Upon release, the album received a positive review from Soundvenue, which gave it five of six stars. In his review, Niklas Krarup Larsen praised Artigeardit's introspective songwriting and the album's musical diversity. The album was later seen as an important step in Artigeardit's transition as an artist when compared to his following studio album, Held & lykke med at komme hjem.
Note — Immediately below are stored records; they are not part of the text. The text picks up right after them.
//! Engine configuration
//!
//! Read once before the trackers start and never changed afterwards.
//! Every field has a default, so an empty YAML document is a valid config.

use std::num::NonZeroU64;
use std::path::{Path, PathBuf};
use std::time::Duration;

use serde::{Deserialize, Serialize};
use serde_with::{DurationSeconds, serde_as};

use crate::extract::ServerMode;
use crate::prelude::*;

const fn nz(v: u64) -> NonZeroU64 {
	match NonZeroU64::new(v) {
		Some(v) => v,
		None => NonZeroU64::MIN,
	}
}

/// Sampling period per tracked response code: a notice is emitted whenever
/// the running count is an exact multiple of it.
#[derive(Clone, Copy, Debug, PartialEq, Eq, Serialize, Deserialize)]
#[serde(default)]
pub struct NotifyThresholds {
	pub ok: NonZeroU64,
	pub forbidden: NonZeroU64,
	pub not_found: NonZeroU64,
	pub method_not_allowed: NonZeroU64,
	pub internal_error: NonZeroU64,
}

impl NotifyThresholds {
	pub fn for_code(&self, code: TrackedCode) -> NonZeroU64 {
		match code {
			TrackedCode::Ok => self.ok,
			TrackedCode::Forbidden => self.forbidden,
			TrackedCode::NotFound => self.not_found,
			TrackedCode::MethodNotAllowed => self.method_not_allowed,
			TrackedCode::InternalError => self.internal_error,
		}
	}

	/// Same period for every code
	pub fn uniform(every: NonZeroU64) -> Self {
		Self {
			ok: every,
			forbidden: every,
			not_found: every,
			method_not_allowed: every,
			internal_error: every,
		}
	}
}

impl Default for NotifyThresholds {
	fn default() -> Self {
		Self {
			ok: nz(1000),
			forbidden: nz(100),
			not_found: nz(100),
			method_not_allowed: nz(5),
			internal_error: nz(1), // every 500 is reported
		}
	}
}

#[serde_as]
#[derive(Clone, Debug, PartialEq, Eq, Serialize, Deserialize)]
#[serde(default)]
pub struct WardenConfig {
	/// Clients always allowed by the membership check
	pub whitelist: Vec<ClientId>,
	/// Clients blocked from startup
	pub blacklist: Vec<ClientId>,
	pub thresholds: NotifyThresholds,
	/// Strikes a client accumulates before the next one blacklists it
	pub strike_threshold: u32,
	/// Pause before a rejection is returned
	#[serde_as(as = "DurationSeconds<u64>")]
	pub reject_delay: Duration,
	/// Lifetime of a blacklist entry; `None` keeps it until the process exits
	#[serde_as(as = "Option<DurationSeconds<u64>>")]
	pub blacklist_ttl: Option<Duration>,
	/// Bounded mailbox size of each tracker
	pub mailbox_capacity: usize,
	/// ANSI highlighting in notifications
	pub color: bool,
	/// Append notifications to this file instead of stdout
	pub notify_file: Option<PathBuf>,
	pub mode: ServerMode,
}

impl Default for WardenConfig {
	fn default() -> Self {
		Self {
			whitelist: Vec::new(),
			blacklist: Vec::new(),
			thresholds: NotifyThresholds::default(),
			strike_threshold: 3,
			reject_delay: Duration::from_secs(3),
			blacklist_ttl: None,
			mailbox_capacity: 1024,
			color: false,
			notify_file: None,
			mode: ServerMode::Standalone,
		}
	}
}

impl WardenConfig {
	pub fn from_yaml(src: &str) -> ClResult<Self> {
		let config: WardenConfig = serde_yaml::from_str(src)?;
		config.validate()?;
		Ok(config)
	}

	pub async fn load(path: impl AsRef<Path>) -> ClResult<Self> {
		let src = tokio::fs::read_to_string(path.as_ref()).await?;
		Self::from_yaml(&src)
	}

	pub fn validate(&self) -> ClResult<()> {
		if self.strike_threshold == 0 {
			return Err(Error::ConfigError("strike_threshold must be at least 1".into()));
		}
		if self.mailbox_capacity == 0 {
			return Err(Error::ConfigError("mailbox_capacity must be at least 1".into()));
		}
		if self.blacklist_ttl.is_some_and(|ttl| ttl.is_zero()) {
			return Err(Error::ConfigError("blacklist_ttl must be positive when set".into()));
		}
		Ok(())
	}
}


// vim: ts=4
Commercially, the album achieved platinum certification from IFPI Danmark in October 2021. The album's title track with Karl William also went on to peak at number 38 on the Hitlisten charts, while achieving gold certification. "Gothersgade" also went on to become the only other track to reach the Hitlisten charts when it peaked at number 22.

== Accolades ==
In the year following its release, Idiot received recognition from the Danish music industry. At the 2020 Danish Music Awards, Artigeardit was nominated for Songwriter of the Year for the album. That award ultimately went to the Minds of 99. The album was also nominated at the 2021 GAFFA Awards for Danish Hip-hop Release of the Year, though again did not win.
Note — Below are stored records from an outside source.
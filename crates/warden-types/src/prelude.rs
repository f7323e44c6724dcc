pub use crate::error::{ClResult, Error};
pub use crate::types::{ClientId, OutcomeRecord, TrackedCode};

pub use tracing::{debug, debug_span, error, error_span, info, info_span, warn, warn_span};

// vim: ts=4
| Year | Award | Category | Recipient(s) | Result | Ref. |
|---|---|---|---|---|---|
| 2020 | Danish Music Awards | Danish Songwriter of the Year | Artigeardit (for Idiot) | Nominated |  |
| 2021 | GAFFA Awards | Danish Hip-hop Release of the Year | Idiot | Nominated |  |

== Track listing ==

| No. | Title | Lyrics | Producer(s) | Length |
|---|---|---|---|---|
| 1. | "Intro" | Artigeardit; Karl William; | Adam Hillebrandt | 1:48 |
| 2. | "Bagsæde" | Artigeardit | Hillebrandt; Anton Westerlin; | 2:46 |
| 3. | "Gothersgade" | Artigeardit | Rob Smyles; JenneJenne; | 2:11 |
| 4. | "Søvne" | Artigeardit | Hillebrandt; Awinbeh Ayagiba; | 3:15 |
| 5. | "Idiot" (featuring Karl William) | Artigeardit; William; | Hillebrandt | 3:53 |
| 6. | "Grøkjær" | Artigeardit | Smyles; JenneJenne; | 3:17 |
| 7. | "Bankråd" | Artigeardit | Westerlin | 2:12 |
| 8. | "Etablering interlude" | Artigeardit | Hillebrandt | 0:34 |
| 9. | "#%_! Dig selv" | Artigeardit | Hillebrandt | 3:08 |
| 10. | "Lov mig 1 ting" | Artigeardit | Hillebrandt | 3:46 |
| 11. | "Check" (featuring Christos) | Artigeardit; Christos; | Hillebrandt | 3:03 |
| 12. | "Beslutninger" | Artigeardit | Levon Sahakian; SSAM; | 2:17 |
| 13. | "Kom af sig selv" | Artigeardit | Westerlin | 2:18 |
| 14. | "Følelsen" | Artigeardit | Sahakian | 3:36 |
| 15. | "Aquafina" (featuring Lord Siva [da]) | Artigeardit; Lord Siva; | Sahakian; SSAM; | 3:14 |
| 16. | "La' den ringe" | Artigeardit | Westerlin | 3:46 |
| Total length: |  |  |  | 45:04 |

== Charts ==
=== Weekly charts ===

Weekly chart performance
| Chart (2020–2026) | Peak position |
|---|---|
| Danish Albums (Hitlisten) | 2 |

=== Year-end charts ===

Year-end chart performance
| Chart | Year | Position |
| Danish Albums (Hitlisten) | 2020 | 35 |
| 2021 | 61 |
| 2022 | 56 |

== Certifications ==

Certifications
| Region | Certification | Certified units/sales |
| Denmark (IFPI Danmark) | Platinum | 20,000^{‡} |
^{*} Sales figures based on certification alone. ^{‡} Sales+streaming figures based on certification alone.